Influence of oxygen in the production chain of Cu–Ti-based metallic glasses via laser powder bed fusion

ABSTRACT

Laser powder bed fusion of metals (PBF-LB/M) is advantageous for manufacturing bulk metallic glasses with size and geometrical freedom. However, the oxygen uptake along the production chain can negatively impact the generation of high-quality, amorphous parts. In this context, Cu–Ti-based alloys were gas-atomised and additively manufactured using commercial- (CP) and high-purity (HP) feedstocks. The oxygen absorption in each processing step was tracked and related to the amorphous phase formation and glass-forming ability (GFA) of alloys. Results show an increasing oxygen absorption, considerably influenced by the starting feedstock, especially for CP. In HP material, the most contribution is inherent from the powder oxygen content. Results reveal the lack of influence of the oxygen content in the GFA. TEM analysis of commercial powder and PBF-LB/M sample show uniform and featureless micrographs, displaying the absence of oxygen-induced nucleation. The present contribution enhances the qualification and economic processability of amorphous metals by PBF-LB/M.

KEYWORDS:

• Metallic glass
• gas-atomisation
• powder properties
• oxygen
• powder bed fusion laser beam (PBF-LB)
• Vitreloy 101

Acknowledgements

The authors would like to thank the technical assistance obtained from F. Peschel, S. Evers, S. Schmidt, M. Rickers, S. Geißler, C. Cyron, C. Mahnke, P. Meier and T. Grieb. We also appreciate the fruitful discussions with the industrial project support committee and highly acknowledge the material provision. The support from I. Okulov is also valued. This research was funded by the German Federal Ministry for Economic Affairs and Energy (BMWi) within the Promotion of Joint Industrial Research Programme (IGF) due to a decision of the German Bundestag. It was part of the research project 21227 N (LaSaM) by the Association for Research in Precision Mechanics, Optics and Medical Technology (F.O.M.) under the auspices of the German Federation of Industrial Research Association (AiF).

Disclosure statement

No potential conflict of interest was reported by the author(s).

Additional information

Funding

This work was supported by AiF Projekt [grant number 21227 N].

Notes on contributors

Erika Soares Barreto

Erika Soares Barreto is a Research Engineer at the Leibniz-IWT. Her work focuses on powder production via gas atomization and additive manufacturing of glass-forming alloys.

Jan Wegner

Jan Wegner has a background in Mechanical Engineering and works at the Chair of Manufacturing Technology at the University of Duisburg-Essen, supporting the research on the additive manufacturing of bulk metallic glasses.

Maximilian Frey

Maximilian Frey is a PhD student at the Chair of Metallic Materials at the Saarland University.
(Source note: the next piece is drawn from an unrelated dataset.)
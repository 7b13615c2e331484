//! Mathematical primitives for flux-surface geometry construction.

pub mod axis;
pub mod integrate;
pub mod interp;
His research concentrates on the development of bulk metallic glasses.

Stefan Kleszczynski

Stefan Kleszczynski, Dr., is part of the Academic Council of the Chair of Production Engineering and Head of the Rapid Technology Center at the University of Duisburg-Essen.

Ralf Busch

Ralf Busch, Prof. Dr., is Chair Professor of Metallic Materials at the Saarland University. He works in particular in the field of bulk metallic glasses.

Volker Uhlenwinkel

Volker Uhlenwinkel, Dr., is the former Head of the Melt Atomization and Spray Forming group at the Leibniz-IWT. He focused his research on spray compaction, atomization techniques, and powder processability as in additive manufacturing.

Lutz Mädler

Lutz Mädler, Prof. Dr., is the Director of Process Engineering at the Leibniz-IWT and holds a professorship position in Production Engineering at the University of Bremen. His research interests involve, among others, spray processing for particulate materials and nanoparticle technology.

Nils Ellendt

Nils Ellendt, Dr., is Head of Disperse Phase Transition Processes at the Leibniz-IWT and member of the Particles and Process Engineering group at the University of Bremen. The focus of his research is mostly on droplet generation and the scaling to more complex atomization processes.